Она весело улыбается, и когда начинает мяться на месте, я понимаю, что она хочет, чтобы я спустилась вниз вместе с ней.

— Иди вниз. Я скоро приду, мне ещё нужно досушить волосы и захватить свою библию.

Она кивает.

— Не задерживайся тут долго, ты же знаешь, как папа не любит ждать.

Да, знаю. У него отличная память на некоторые вещи, и он не может держать свою нервозность под контролем. Пунктуальность, он требует её от всех членов семьи, и в прошлом невыполнение этого правила имело отрицательные последствия. Сейчас синяки от ошибок зажили, но они оставили уродливые шрамы под поверхностью моей кожи.

Рубцы, которые никто никогда не увидит.

Когда она уходит, не закрыв за собой дверь, то мне не хочется задержаться в этой комнате подольше. Включая фен на низкой скорости, я беру в руки чёрную с деревянной оправой расчёску и начинаю сушить волосы. Это занимает ровно двенадцать минут, и затем я откладываю всё в сторону, уверенная в том, что высушила волосы досуха. Я не слишком часто распускаю их, и сегодня ничего не поменяется. Поэтому я разделяю волосы на две части и начинаю плести французские косички. Завязываю их резинками из коробочки, которая ближе всех стоит к зеркалу, и они словно две золотые веревочки, свисают вниз по моей спине. Отойдя от туалетного столика, я выгляжу, как в прочем и всегда — простой, скромной и незаметной. Поворачиваю голову к книжной полке, чтобы отыскать свою библию, тетрадь и записную книжечку. Моя бежевая сумочка лежит на краешке стола, где я её и оставила вчера ночью. Схватив её, сую туда библию, тетрадь и записную книжку вместе со своим тёмно-серым альбомом, так на всякий случай. Если мне удастся улизнуть со службы, то я смогу немного порисовать.


Глава 3

Эйли

Я иду по коридору небольшого дома, в котором они жили ещё до того, как я переехала к ним, чтобы спуститься вниз. На стенах, которые оклеены обоями с цветочным узором, со вкусом висят мои фотографии, которые были сделаны на протяжении многих лет, ещё до того, как родилась Сара. Некоторые были сделаны в Рождество и день Рождения, когда любящая семья собралась вместе — Рейчел со своей вездесущей идеальной улыбкой домохозяйки и Тим, большой, угрюмым полицейский-детектив рядом с ней, моё же место всегда было между ними. Я не улыбаюсь, но и не такая же угрюмая, как Тим, я просто стою. Ничем особым не выделяясь. Я предпочитаю смотреть на противоположную стену, на ту, которая ближе к правде. Сара и её родители — хотя это и не совсем правда — создают некое подобие любящей подлинной семьи.

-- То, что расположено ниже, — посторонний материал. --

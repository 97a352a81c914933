//! Generic CRUD service implementation.

use crate::crud_service::CrudService;
use crate::dto::Dto;
use crate::rules::{EntityRules, NoRules};
use async_trait::async_trait;
use std::marker::PhantomData;
use std::sync::Arc;
use storefront_core::{
    EntityId, Mapper, Persistable, Repository, Resolver, StorefrontError, StorefrontResult, ValidateExt,
};
use tracing::{debug, info};

/// CRUD service built from a repository, a mapper and a set of rules.
pub struct CrudServiceImpl<E, D, M, R>
where
    E: Persistable,
    D: Dto,
    M: Mapper<E, D>,
    R: Repository<E>,
{
    repository: Arc<R>,
    resolver: Arc<dyn Resolver>,
    mapper: M,
    rules: Arc<dyn EntityRules<E>>,
    _dto: PhantomData<fn() -> D>,
}

impl<E, D, M, R> CrudServiceImpl<E, D, M, R>
where
    E: Persistable,
    D: Dto,
    M: Mapper<E, D>,
    R: Repository<E>,
{
    /// Creates a service without business rules.
    pub fn new(repository: Arc<R>, resolver: Arc<dyn Resolver>, mapper: M) -> Self {
        Self {
            repository,
            resolver,
            mapper,
            rules: Arc::new(NoRules),
            _dto: PhantomData,
        }
    }

    #[must_use]
    pub fn with_rules(mut self, rules: Arc<dyn EntityRules<E>>) -> Self {
        self.rules = rules;
        self
    }

    async fn save_checked(&self, entity: E) -> StorefrontResult<D> {
        self.rules.before_save(&entity).await?;
        let saved = self.repository.save(entity).await?;
        Ok(self.mapper.to_dto(&saved)?)
    }
}

#[async_trait]
impl<E, D, M, R> CrudService<E, D> for CrudServiceImpl<E, D, M, R>
where
    E: Persistable,
    D: Dto,
    M: Mapper<E, D> + 'static,
    R: Repository<E> + 'static,
{
    async fn insert(&self, mut dto: D) -> StorefrontResult<D> {
        debug!("Inserting {}", E::KIND);

        dto.validate_request()?;
        dto.clear_ids();

        let entity = self.mapper.from_dto(dto, self.resolver.as_ref()).await?;
        let saved = self.save_checked(entity).await?;

        info!("{} created: {:?}", E::KIND, saved.id());
        Ok(saved)
    }

    async fn update(&self, id: EntityId, dto: D) -> StorefrontResult<D> {
        debug!("Updating {}: {}", E::KIND, id);

        dto.validate_request()?;

        if dto.id() != Some(id) {
            let provided = dto.id().map_or_else(|| "none".to_string(), |other| other.to_string());
            return Err(StorefrontError::conflict(format!(
                "The provided ID ({id}) does not match the {} ID ({provided})",
                E::KIND
            )));
        }

        let existing = self
            .repository
            .find_by_id(id)
            .await?
            .ok_or_else(|| StorefrontError::not_found(E::KIND.as_str(), id))?;

        let entity = self.mapper.apply_update(&existing, dto, self.resolver.as_ref()).await?;
        let saved = self.save_checked(entity).await?;

        info!("{} updated: {}", E::KIND, id);
        Ok(saved)
    }

    async fn find_by_id(&self, id: EntityId) -> StorefrontResult<Option<E>> {
        debug!("Getting {}: {}", E::KIND, id);
        self.repository.find_by_id(id).await
    }

    async fn find_dto_by_id(&self, id: EntityId) -> StorefrontResult<D> {
        let entity = self
            .find_by_id(id)
            .await?
            .ok_or_else(|| StorefrontError::not_found(E::KIND.as_str(), id))?;
        Ok(self.mapper.to_dto(&entity)?)
    }

    async fn find_all(&self) -> StorefrontResult<Vec<E>> {
        debug!("Listing {}", E::KIND);
        self.repository.find_all().await
    }

    async fn delete_by_id(&self, id: EntityId) -> StorefrontResult<bool> {
        debug!("Deleting {}: {}", E::KIND, id);

        let Some(existing) = self.repository.find_by_id(id).await? else {
            return Ok(false);
        };
        self.rules.before_delete(&existing).await?;

        let deleted = self.repository.delete(id).await?;
        if deleted {
            info!("{} deleted: {}", E::KIND, id);
        }
        Ok(deleted)
    }
}
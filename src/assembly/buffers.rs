use crate::function::{Func, Geom};
use crate::refmap::RefMap;
use crate::space::AsmList;
use nalgebra::DMatrix;
use rustc_hash::FxHashMap;

/// Integration weights and geometry of one integral, seen from one mesh.
#[derive(Debug, Clone, Default)]
pub(crate) struct Integral {
    pub wt: Vec<f64>,
    pub geom: Geom<f64>,
}

/// Identifies an integral over the current region (`edge == None`) or one of its edges.
#[derive(Debug, Copy, Clone, PartialEq, Eq, Hash)]
pub(crate) struct IntegralKey {
    pub mesh: usize,
    pub order: u32,
    pub edge: Option<usize>,
}

/// Scratch data of one worker thread.
///
/// Everything cached here is only valid for the state passed to the last call of
/// [`AssemblyBuffers::begin_state`].
#[derive(Debug)]
pub(crate) struct AssemblyBuffers {
    /// Per space, the assembly list of the element covering the region.
    pub lists: Vec<AsmList>,
    /// Per space, the assembly list restricted to the edge being integrated.
    pub edge_lists: Vec<AsmList>,
    /// Per traversal mesh, the reference map of the element covering the region.
    pub refmaps: Vec<Option<RefMap>>,
    pub integrals: FxHashMap<IntegralKey, Integral>,
    /// Shape functions of `lists` or `edge_lists` (for edge integrals), keyed by space.
    pub functions: FxHashMap<IntegralKey, Vec<Func<f64>>>,
    pub local: DMatrix<f64>,
    pub rows: Vec<usize>,
    pub cols: Vec<usize>,
}

impl Default for AssemblyBuffers {
    fn default() -> Self {
        Self {
            lists: Vec::new(),
            edge_lists: Vec::new(),
            refmaps: Vec::new(),
            integrals: FxHashMap::default(),
            functions: FxHashMap::default(),
            local: DMatrix::zeros(0, 0),
            rows: Vec::new(),
            cols: Vec::new(),
        }
    }
}

impl AssemblyBuffers {
    pub fn begin_state(&mut self, num_spaces: usize, num_meshes: usize) {
        self.lists.resize_with(num_spaces, AsmList::new);
        self.edge_lists.resize_with(num_spaces, AsmList::new);
        self.refmaps.clear();
        self.refmaps.resize(num_meshes, None);
        self.integrals.clear();
        self.functions.clear();
    }

    /// Forgets the shape functions of edge integrals, whose lists are about to change.
    pub fn begin_edge(&mut self) {
        self.functions.retain(|key, _| key.edge.is_none());
    }
}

Лестница скрипит, когда я спускаюсь вниз и направляюсь в сторону кухни. Декор дома напоминает мне романтическое утро, в которое мне приносят завтрак прямо в мягкую постель. Всё те же обои бледно-жёлтого цвета в цветочек, которые были в коридоре, являются постоянной тематикой по всему дому. Это слишком ясно говорит о плохом вкусе Рейчел. В гостиной стоят два дивана с обивкой насыщенного розового цвета. В центре гостиной расположен камин из красного камня, под который в комнате сделала вся мебель. В левом углу комнаты стоит красивый массивный буфет. На каминной полке также стоят фотографии, но, к счастью, на них я мелькаю меньше.

Когда я достигаю кухни, то вижу их всех в полном сборе. Рейчел стоит возле плиты, где я уверена, она торчит с семи утра. Мой взгляд перемещается на микроволновую печь, а именно на время, которое отображается на ней, и я вижу, что уже половина десятого. Два с половиной часа она готовит завтрак, словно здесь не три человека, а целая армия, которую нужно накормить. Взглянув на неё, вы бы не сказала, что она фанатка горячей пищи. Она всегда очень щепетильна со своей внешностью, а сегодня вдвойне, потому что сегодня воскресенье, а это означает поход в церковь, и словно ей предстоит пройти по персональной красной дорожке. Она обращает особое внимание на свою одежду. Её светлые с отблеском рыжего волосы хорошо вымыты и связаны в тугой пучок. Веснушки, виднеющиеся на её бледном лице, замаскированы толстым слоем макияжа. Лавандовое платье прекрасно сидит на её миниатюрном тельце, но оно не достаточно обтягивающее, поэтому не выглядит пошло. Позолоченный пояс, подчёркивающий её талию, отлично сочетается с туфельками на ногах такого же цвета. На ней надета цепочка, которая также подходит к платью, и часы, которые ей подарил Тим на её день рождения несколько лет назад. Всё выглядит идеально в этом месте. Очаровательно. И никто не догадается, что под белым кардиганом, надетым поверх платья, она прячет ужасные синяки, которые ей оставил Тим в очередном пьяном состоянии. Эти недостатки она хорошо умеет скрывать от внешнего мира. В этом мы с ней очень похожи друг на друга.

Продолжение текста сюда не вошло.